• Your objective:
Check every line below for the word "StartsWith" and copy each one that has it.

• Stored data entries:
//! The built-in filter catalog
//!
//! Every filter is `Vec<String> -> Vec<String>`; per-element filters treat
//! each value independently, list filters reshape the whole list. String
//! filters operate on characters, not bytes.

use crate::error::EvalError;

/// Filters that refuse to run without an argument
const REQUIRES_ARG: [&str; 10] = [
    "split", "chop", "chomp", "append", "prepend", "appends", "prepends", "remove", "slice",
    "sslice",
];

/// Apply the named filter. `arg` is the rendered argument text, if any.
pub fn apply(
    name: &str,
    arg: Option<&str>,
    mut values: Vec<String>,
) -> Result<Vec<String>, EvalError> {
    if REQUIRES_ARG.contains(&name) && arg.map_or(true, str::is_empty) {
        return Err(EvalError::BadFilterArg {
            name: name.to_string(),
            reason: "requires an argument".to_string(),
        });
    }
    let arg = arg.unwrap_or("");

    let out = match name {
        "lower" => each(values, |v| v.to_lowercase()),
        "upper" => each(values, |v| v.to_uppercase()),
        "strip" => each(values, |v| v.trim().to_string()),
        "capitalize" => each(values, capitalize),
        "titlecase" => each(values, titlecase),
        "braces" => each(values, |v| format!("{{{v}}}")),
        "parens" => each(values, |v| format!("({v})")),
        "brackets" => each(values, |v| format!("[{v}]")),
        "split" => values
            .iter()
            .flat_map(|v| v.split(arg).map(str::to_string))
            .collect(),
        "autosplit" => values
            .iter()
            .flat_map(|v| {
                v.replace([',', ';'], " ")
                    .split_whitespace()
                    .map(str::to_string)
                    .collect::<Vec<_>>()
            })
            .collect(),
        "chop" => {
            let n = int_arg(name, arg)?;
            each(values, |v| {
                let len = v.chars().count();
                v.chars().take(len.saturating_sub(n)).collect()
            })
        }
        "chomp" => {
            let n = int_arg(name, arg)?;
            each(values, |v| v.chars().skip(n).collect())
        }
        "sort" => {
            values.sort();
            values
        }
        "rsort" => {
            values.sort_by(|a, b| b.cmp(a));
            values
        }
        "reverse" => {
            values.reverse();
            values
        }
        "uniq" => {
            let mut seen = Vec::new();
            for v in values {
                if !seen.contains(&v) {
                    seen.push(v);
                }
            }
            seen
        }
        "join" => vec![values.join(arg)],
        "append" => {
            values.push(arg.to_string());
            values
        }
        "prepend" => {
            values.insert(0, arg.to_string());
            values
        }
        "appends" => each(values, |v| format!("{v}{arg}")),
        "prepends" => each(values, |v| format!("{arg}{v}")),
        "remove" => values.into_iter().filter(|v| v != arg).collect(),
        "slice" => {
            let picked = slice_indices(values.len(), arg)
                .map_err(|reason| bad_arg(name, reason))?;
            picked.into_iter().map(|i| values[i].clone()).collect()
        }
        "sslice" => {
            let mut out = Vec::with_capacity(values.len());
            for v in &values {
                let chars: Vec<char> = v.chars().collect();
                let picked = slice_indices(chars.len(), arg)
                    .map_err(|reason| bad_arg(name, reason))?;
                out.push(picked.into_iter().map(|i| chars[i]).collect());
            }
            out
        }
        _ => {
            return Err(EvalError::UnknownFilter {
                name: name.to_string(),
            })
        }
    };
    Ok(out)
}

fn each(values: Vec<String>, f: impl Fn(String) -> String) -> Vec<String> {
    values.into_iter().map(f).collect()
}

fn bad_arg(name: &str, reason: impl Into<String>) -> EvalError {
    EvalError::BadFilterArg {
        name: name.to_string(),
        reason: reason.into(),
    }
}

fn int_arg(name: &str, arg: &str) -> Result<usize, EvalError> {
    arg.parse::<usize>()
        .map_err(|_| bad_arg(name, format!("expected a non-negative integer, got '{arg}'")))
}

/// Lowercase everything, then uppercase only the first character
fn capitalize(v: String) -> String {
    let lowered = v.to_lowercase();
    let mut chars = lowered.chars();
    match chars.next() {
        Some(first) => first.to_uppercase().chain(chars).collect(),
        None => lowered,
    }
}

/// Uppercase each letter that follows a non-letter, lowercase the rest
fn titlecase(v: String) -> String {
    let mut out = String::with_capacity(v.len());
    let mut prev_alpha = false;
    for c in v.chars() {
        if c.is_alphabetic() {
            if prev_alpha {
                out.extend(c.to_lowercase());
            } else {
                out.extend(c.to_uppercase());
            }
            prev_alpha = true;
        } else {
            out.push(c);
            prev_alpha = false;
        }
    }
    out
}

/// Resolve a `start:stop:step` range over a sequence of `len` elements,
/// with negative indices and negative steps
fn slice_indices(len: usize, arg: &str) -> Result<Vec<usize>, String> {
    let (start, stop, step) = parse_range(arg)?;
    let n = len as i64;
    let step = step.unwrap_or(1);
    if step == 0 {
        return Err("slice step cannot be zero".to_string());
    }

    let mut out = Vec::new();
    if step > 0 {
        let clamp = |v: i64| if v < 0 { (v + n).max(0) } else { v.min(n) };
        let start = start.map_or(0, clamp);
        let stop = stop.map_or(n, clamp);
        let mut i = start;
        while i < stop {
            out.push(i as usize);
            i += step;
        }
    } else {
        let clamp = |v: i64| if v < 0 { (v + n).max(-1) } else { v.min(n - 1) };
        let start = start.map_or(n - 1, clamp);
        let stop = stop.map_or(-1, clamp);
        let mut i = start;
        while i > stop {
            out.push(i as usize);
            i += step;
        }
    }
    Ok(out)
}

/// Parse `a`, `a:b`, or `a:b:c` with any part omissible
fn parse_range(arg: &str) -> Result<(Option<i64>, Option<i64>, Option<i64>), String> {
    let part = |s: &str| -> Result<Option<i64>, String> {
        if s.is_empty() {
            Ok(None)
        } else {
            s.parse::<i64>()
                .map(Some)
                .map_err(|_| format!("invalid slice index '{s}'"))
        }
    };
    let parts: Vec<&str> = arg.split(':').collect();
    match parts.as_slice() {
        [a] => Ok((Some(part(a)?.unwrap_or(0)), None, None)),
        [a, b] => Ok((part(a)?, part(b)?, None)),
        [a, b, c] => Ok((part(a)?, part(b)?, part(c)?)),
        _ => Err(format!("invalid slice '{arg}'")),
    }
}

---

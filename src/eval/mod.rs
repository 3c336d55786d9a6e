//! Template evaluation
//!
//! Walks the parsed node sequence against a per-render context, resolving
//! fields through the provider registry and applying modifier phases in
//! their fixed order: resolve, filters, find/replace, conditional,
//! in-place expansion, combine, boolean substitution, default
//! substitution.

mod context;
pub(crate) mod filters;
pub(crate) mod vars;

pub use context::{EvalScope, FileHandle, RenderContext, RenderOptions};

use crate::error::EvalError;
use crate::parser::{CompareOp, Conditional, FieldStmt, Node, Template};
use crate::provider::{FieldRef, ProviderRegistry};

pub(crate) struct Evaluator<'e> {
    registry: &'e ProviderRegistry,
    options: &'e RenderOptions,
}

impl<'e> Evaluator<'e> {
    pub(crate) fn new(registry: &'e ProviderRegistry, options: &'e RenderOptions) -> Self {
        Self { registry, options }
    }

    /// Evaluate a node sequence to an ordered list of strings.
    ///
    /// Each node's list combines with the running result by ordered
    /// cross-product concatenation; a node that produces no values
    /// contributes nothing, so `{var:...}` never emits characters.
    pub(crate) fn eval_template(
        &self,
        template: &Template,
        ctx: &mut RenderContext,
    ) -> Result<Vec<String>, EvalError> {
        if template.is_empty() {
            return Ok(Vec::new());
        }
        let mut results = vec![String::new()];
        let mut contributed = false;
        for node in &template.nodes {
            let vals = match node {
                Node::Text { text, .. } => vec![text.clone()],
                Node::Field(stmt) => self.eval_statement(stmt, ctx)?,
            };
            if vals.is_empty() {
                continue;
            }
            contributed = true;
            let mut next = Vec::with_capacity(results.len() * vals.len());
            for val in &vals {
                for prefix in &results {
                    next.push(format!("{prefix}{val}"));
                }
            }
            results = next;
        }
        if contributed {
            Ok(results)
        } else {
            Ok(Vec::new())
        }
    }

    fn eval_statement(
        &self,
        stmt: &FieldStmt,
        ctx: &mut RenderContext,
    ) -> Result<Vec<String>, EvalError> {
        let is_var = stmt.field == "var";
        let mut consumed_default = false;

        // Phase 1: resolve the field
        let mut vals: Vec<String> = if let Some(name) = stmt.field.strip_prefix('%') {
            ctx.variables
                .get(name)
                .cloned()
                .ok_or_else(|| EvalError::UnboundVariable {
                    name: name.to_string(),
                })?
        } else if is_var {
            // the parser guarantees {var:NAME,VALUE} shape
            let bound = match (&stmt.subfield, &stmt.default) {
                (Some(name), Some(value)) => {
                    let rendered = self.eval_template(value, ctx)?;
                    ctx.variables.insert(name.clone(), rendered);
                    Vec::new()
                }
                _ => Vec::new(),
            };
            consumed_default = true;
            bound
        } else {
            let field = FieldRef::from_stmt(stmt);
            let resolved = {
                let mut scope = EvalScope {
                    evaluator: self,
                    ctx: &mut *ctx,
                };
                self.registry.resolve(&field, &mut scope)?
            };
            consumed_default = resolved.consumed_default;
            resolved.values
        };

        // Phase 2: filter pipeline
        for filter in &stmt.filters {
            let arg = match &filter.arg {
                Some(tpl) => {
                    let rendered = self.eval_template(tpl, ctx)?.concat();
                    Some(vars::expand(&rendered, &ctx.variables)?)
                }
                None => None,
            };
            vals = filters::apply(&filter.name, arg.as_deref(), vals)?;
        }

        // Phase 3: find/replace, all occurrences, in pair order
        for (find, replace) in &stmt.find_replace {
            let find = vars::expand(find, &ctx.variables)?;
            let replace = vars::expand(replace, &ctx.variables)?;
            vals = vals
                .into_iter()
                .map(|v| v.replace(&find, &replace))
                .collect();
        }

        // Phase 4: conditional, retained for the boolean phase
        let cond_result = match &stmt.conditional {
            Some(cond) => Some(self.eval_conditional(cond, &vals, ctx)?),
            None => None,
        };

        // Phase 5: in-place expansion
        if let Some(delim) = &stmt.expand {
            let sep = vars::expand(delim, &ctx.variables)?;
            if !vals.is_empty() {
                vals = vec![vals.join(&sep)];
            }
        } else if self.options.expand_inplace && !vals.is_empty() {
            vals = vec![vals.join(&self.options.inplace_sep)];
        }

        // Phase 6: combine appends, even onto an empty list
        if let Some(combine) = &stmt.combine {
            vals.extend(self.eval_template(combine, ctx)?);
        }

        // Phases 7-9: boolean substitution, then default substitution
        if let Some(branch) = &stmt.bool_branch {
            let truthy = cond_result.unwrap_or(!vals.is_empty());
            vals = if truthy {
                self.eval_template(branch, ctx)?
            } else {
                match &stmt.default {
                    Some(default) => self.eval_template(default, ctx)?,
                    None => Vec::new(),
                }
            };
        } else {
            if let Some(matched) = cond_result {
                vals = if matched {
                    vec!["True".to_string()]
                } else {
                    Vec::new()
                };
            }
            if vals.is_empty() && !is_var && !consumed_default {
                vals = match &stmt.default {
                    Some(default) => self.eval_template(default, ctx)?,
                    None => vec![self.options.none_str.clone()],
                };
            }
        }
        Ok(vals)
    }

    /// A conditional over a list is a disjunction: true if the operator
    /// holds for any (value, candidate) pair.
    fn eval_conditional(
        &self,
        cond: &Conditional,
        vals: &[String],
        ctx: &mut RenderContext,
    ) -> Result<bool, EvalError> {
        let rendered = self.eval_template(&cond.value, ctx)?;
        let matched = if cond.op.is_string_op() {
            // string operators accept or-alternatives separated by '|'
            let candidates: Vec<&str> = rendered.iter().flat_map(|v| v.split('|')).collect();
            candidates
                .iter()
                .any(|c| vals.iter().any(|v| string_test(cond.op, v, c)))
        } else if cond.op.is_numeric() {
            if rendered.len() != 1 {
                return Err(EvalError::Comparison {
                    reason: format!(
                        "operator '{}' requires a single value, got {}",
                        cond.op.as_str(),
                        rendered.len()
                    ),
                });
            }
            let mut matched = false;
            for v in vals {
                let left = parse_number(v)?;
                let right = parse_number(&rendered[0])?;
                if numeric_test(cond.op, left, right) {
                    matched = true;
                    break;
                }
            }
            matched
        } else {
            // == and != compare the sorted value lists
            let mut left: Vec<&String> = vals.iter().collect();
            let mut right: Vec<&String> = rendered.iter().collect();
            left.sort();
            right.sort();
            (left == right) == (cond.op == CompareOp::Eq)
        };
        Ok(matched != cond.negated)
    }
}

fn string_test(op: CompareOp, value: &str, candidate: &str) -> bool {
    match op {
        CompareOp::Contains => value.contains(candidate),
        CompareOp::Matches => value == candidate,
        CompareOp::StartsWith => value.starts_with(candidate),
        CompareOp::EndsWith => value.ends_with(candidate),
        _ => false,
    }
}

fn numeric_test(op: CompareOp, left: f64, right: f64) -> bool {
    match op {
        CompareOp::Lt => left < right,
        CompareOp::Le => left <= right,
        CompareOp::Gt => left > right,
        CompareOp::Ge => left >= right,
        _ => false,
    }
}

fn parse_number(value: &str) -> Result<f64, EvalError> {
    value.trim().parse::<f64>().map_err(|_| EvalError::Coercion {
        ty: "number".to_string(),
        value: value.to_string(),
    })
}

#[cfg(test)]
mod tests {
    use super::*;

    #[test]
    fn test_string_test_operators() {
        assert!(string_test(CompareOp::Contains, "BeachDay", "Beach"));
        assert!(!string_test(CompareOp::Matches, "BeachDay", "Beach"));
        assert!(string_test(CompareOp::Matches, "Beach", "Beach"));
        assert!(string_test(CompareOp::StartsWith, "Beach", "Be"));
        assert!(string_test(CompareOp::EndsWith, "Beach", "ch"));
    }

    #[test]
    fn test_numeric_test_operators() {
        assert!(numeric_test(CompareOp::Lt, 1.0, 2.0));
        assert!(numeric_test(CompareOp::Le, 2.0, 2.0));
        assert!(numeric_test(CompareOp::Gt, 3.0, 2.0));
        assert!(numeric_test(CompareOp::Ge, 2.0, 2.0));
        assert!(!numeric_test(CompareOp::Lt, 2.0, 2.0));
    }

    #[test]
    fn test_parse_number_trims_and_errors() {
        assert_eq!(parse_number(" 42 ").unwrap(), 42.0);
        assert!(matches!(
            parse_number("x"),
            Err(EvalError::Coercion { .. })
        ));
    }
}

• Reply:
        CompareOp::StartsWith => value.starts_with(candidate),
        assert!(string_test(CompareOp::StartsWith, "Beach", "Be"));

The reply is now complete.